Required work ▸ What lines below mention the word "SessionSupervisor"? Copy each one.

Entries shown ▸
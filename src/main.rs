//! LearnHub 命令行入口
//!
//! 触发 Agent / 题目生成 / 测验分析任务并轮询结果；Ctrl+C 取消正在进行的轮询。

use std::path::PathBuf;
use std::sync::Arc;

use anyhow::{bail, Context};
use clap::{Parser, Subcommand, ValueEnum};
use serde_json::Value;

use learnhub::config::load_config;
use learnhub::core::{
    LearningTasks, PollConfig, PollHandle, ProgressCallback, StatusSnapshot, TaskError, TaskKind,
    TaskOrchestrator, TaskRequest,
};
use learnhub::questionnaire::QuestionnaireFlow;

#[derive(Parser)]
#[command(name = "learnhub", about = "Drive long-running learning platform tasks", version)]
struct Cli {
    /// Path to config file
    #[arg(short, long, global = true)]
    config: Option<PathBuf>,

    /// Enable debug logging
    #[arg(short, long, global = true)]
    verbose: bool,

    #[command(subcommand)]
    command: Command,
}

#[derive(Subcommand)]
enum Command {
    /// Start an AI agent task and wait for its result
    Agent {
        /// Agent type, e.g. study_plan
        #[arg(value_name = "TYPE")]
        agent_type: String,

        /// Agent parameters as a JSON object
        #[arg(short, long, default_value = "{}")]
        params: String,

        /// Print the task id and return without polling
        #[arg(long)]
        no_wait: bool,
    },

    /// Generate a questionnaire, optionally answer and submit it for analysis
    Questions {
        /// Answer as INDEX=TEXT (index starts at 0), repeatable
        #[arg(short, long, value_name = "INDEX=TEXT")]
        answer: Vec<String>,

        /// Submit the answers for analysis
        #[arg(long)]
        submit: bool,
    },

    /// Fetch the status of a task once
    Status {
        #[arg(value_enum)]
        kind: KindArg,
        task_id: String,
    },

    /// Poll a task until it finishes
    Poll {
        #[arg(value_enum)]
        kind: KindArg,
        task_id: String,

        /// Override the maximum number of status fetches
        #[arg(long)]
        max_attempts: Option<u32>,

        /// Override the delay between fetches in milliseconds
        #[arg(long)]
        interval_ms: Option<u64>,
    },

    /// Send a message to the AI tutor
    Chat {
        message: String,

        /// Load the server-side history before sending
        #[arg(long)]
        history: bool,
    },
}

#[derive(Clone, Copy, ValueEnum)]
enum KindArg {
    Agent,
    Questions,
    Quiz,
}

impl From<KindArg> for TaskKind {
    fn from(kind: KindArg) -> Self {
        match kind {
            KindArg::Agent => TaskKind::Agent,
            KindArg::Questions => TaskKind::QuestionGeneration,
            KindArg::Quiz => TaskKind::QuizAnalysis,
        }
    }
}

#[tokio::main]
async fn main() -> anyhow::Result<()> {
    let cli = Cli::parse();
    learnhub::observability::init(cli.verbose);

    let cfg = load_config(cli.config.clone()).unwrap_or_else(|e| {
        tracing::warn!("Config load failed ({}), using defaults", e);
        Default::default()
    });
    let tasks = LearningTasks::from_config(cfg).context("Failed to set up API client")?;

    match cli.command {
        Command::Agent {
            agent_type,
            params,
            no_wait,
        } => {
            let params: Value = serde_json::from_str(&params).context("--params must be valid JSON")?;
            let handle = tasks
                .agent
                .start(TaskRequest::agent(agent_type, params))
                .await
                .context("Failed to start agent")?;
            println!("task_id: {}", handle.task_id());
            if !no_wait {
                let poll = tasks
                    .agent
                    .spawn_poll(handle.task_id(), Some(progress_printer()), None)
                    .await?;
                report(wait_or_interrupt(&tasks.agent, poll).await)?;
            }
        }
        Command::Questions { answer, submit } => {
            run_questionnaire(&tasks, &answer, submit).await?;
        }
        Command::Status { kind, task_id } => {
            let snapshot = tasks
                .orchestrator(kind.into())
                .check(&task_id)
                .await
                .context("Status check failed")?;
            println!("{}", serde_json::to_string_pretty(&snapshot.raw)?);
        }
        Command::Poll {
            kind,
            task_id,
            max_attempts,
            interval_ms,
        } => {
            let orchestrator = tasks.orchestrator(kind.into());
            let defaults = orchestrator.poll_config();
            let config = PollConfig::new(
                max_attempts.unwrap_or(defaults.max_attempts),
                interval_ms.unwrap_or(defaults.interval.as_millis() as u64),
            )?;
            let poll = orchestrator
                .spawn_poll(&task_id, Some(progress_printer()), Some(config))
                .await?;
            report(wait_or_interrupt(orchestrator, poll).await)?;
        }
        Command::Chat { message, history } => {
            let mut session = tasks.chat_session();
            if history {
                session
                    .load_history(tasks.chat.as_ref(), tasks.config.chat.history_limit)
                    .await
                    .context("Failed to load chat history")?;
                for msg in session.history() {
                    println!("[{:?}] {}", msg.role, msg.content);
                }
            }
            let reply = session
                .send_message(tasks.chat.as_ref(), &message)
                .await
                .context("Chat request failed")?;
            println!("{}", reply.response);
            for suggestion in &reply.suggestions {
                println!("  - {}", suggestion);
            }
        }
    }

    Ok(())
}

async fn run_questionnaire(tasks: &LearningTasks, answers: &[String], submit: bool) -> anyhow::Result<()> {
    let mut flow = QuestionnaireFlow::from_tasks(tasks);
    let generated = tokio::select! {
        r = flow.generate(Some(progress_printer())) => r,
        _ = tokio::signal::ctrl_c() => {
            tasks.questions.cancel().await;
            println!("cancelled");
            return Ok(());
        }
    };
    let questions = generated.context("Questionnaire generation failed")?;
    for (i, q) in questions.iter().enumerate() {
        println!("{}. [{:?}] {}", i, q.question_type, q.question);
        for option in &q.options {
            println!("     {}", option);
        }
    }

    for entry in answers {
        let (index, text) = entry
            .split_once('=')
            .with_context(|| format!("answer '{entry}' is not INDEX=TEXT"))?;
        let index: usize = index.trim().parse().with_context(|| format!("bad index in '{entry}'"))?;
        flow.set_answer(index, text)?;
    }

    if submit {
        if flow.answers().is_empty() {
            bail!("no answers given, use --answer INDEX=TEXT");
        }
        let analysis = flow.submit(Some(progress_printer())).await.context("Quiz analysis failed")?;
        if let Some(evaluation) = flow.evaluation() {
            println!("score: {} ({}%)", evaluation.score, evaluation.score_percentage);
        }
        println!("{}", serde_json::to_string_pretty(&analysis)?);
    }
    Ok(())
}

fn progress_printer() -> ProgressCallback {
    Arc::new(|snapshot: &StatusSnapshot| match snapshot.progress {
        Some(p) => eprintln!("  {:?} ({:.0}%)", snapshot.state, p),
        None => eprintln!("  {:?}", snapshot.state),
    })
}

async fn wait_or_interrupt(
    orchestrator: &TaskOrchestrator,
    poll: PollHandle,
) -> Option<Result<Value, TaskError>> {
    let outcome = poll.outcome();
    tokio::pin!(outcome);
    tokio::select! {
        r = &mut outcome => r,
        _ = tokio::signal::ctrl_c() => {
            orchestrator.cancel().await;
            tracing::warn!("Interrupted, poll cancelled");
            outcome.await
        }
    }
}

fn report(outcome: Option<Result<Value, TaskError>>) -> anyhow::Result<()> {
    match outcome {
        Some(Ok(value)) => {
            println!("{}", serde_json::to_string_pretty(&value)?);
            Ok(())
        }
        Some(Err(e)) if e.is_retryable() => bail!("{e} (retry later with `learnhub poll`)"),
        Some(Err(e)) => bail!(e),
        None => {
            println!("cancelled");
            Ok(())
        }
    }
}
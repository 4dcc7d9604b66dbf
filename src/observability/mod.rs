//! 可观测性：tracing 日志初始化

use tracing_subscriber::{fmt, prelude::*, EnvFilter};

/// 默认 info，可通过 RUST_LOG 覆盖；verbose 时本 crate 提升到 debug
pub fn init(verbose: bool) {
    let default = if verbose { "info,learnhub=debug" } else { "info" };
    let filter = EnvFilter::try_from_default_env().unwrap_or_else(|_| EnvFilter::new(default));
    let _ = tracing_subscriber::registry()
        .with(filter)
        .with(fmt::layer().with_writer(std::io::stderr))
        .try_init();
}
//! 会话监管：代次（generation）与取消令牌
//!
//! 每次开始新任务都会进入新的代次，并取消上一代次的令牌；同一代次内同时只允许一个轮询，
//! 新轮询会先取消旧轮询的子令牌。

use tokio_util::sync::CancellationToken;

/// 代次编号：用于丢弃来自已被取代的轮询的迟到更新
#[derive(Clone, Copy, Debug, PartialEq, Eq, PartialOrd, Ord, Hash, Default)]
pub struct Generation(u64);

impl Generation {
    pub fn value(&self) -> u64 {
        self.0
    }
}

/// 一次轮询的登记凭证
#[derive(Clone, Debug)]
pub struct PollTicket {
    pub id: u64,
    pub generation: Generation,
    pub token: CancellationToken,
}

/// 会话级取消令牌管理
#[derive(Debug)]
pub struct SessionSupervisor {
    generation: Generation,
    /// 当前代次的令牌，换代或 reset 时取消
    generation_token: CancellationToken,
    /// 当前活跃轮询（令牌为 generation_token 的子令牌）
    active_poll: Option<(u64, CancellationToken)>,
    next_poll_id: u64,
}

impl SessionSupervisor {
    pub fn new() -> Self {
        Self {
            generation: Generation::default(),
            generation_token: CancellationToken::new(),
            active_poll: None,
            next_poll_id: 0,
        }
    }

    pub fn generation(&self) -> Generation {
        self.generation
    }

    /// 进入新代次：取消旧代次下所有轮询
    pub fn advance(&mut self) -> Generation {
        self.generation_token.cancel();
        self.generation_token = CancellationToken::new();
        self.active_poll = None;
        self.generation = Generation(self.generation.0 + 1);
        self.generation
    }

    /// 为当前代次登记一个新轮询，先取消已有的轮询
    pub fn begin_poll(&mut self) -> PollTicket {
        self.cancel_poll();
        self.next_poll_id += 1;
        let token = self.generation_token.child_token();
        self.active_poll = Some((self.next_poll_id, token.clone()));
        PollTicket {
            id: self.next_poll_id,
            generation: self.generation,
            token,
        }
    }

    /// 轮询结束后清除登记（仅当登记的仍是这一次轮询）
    pub fn finish_poll(&mut self, ticket: &PollTicket) {
        if matches!(self.active_poll, Some((id, _)) if id == ticket.id) {
            self.active_poll = None;
        }
    }

    pub fn has_active_poll(&self) -> bool {
        self.active_poll
            .as_ref()
            .map(|(_, t)| !t.is_cancelled())
            .unwrap_or(false)
    }

    /// 取消当前轮询但不换代
    pub fn cancel_poll(&mut self) {
        if let Some((_, token)) = self.active_poll.take() {
            token.cancel();
        }
    }
}

impl Default for SessionSupervisor {
    fn default() -> Self {
        Self::new()
    }
}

Output of the task ▸
pub struct SessionSupervisor {
impl SessionSupervisor {
impl Default for SessionSupervisor {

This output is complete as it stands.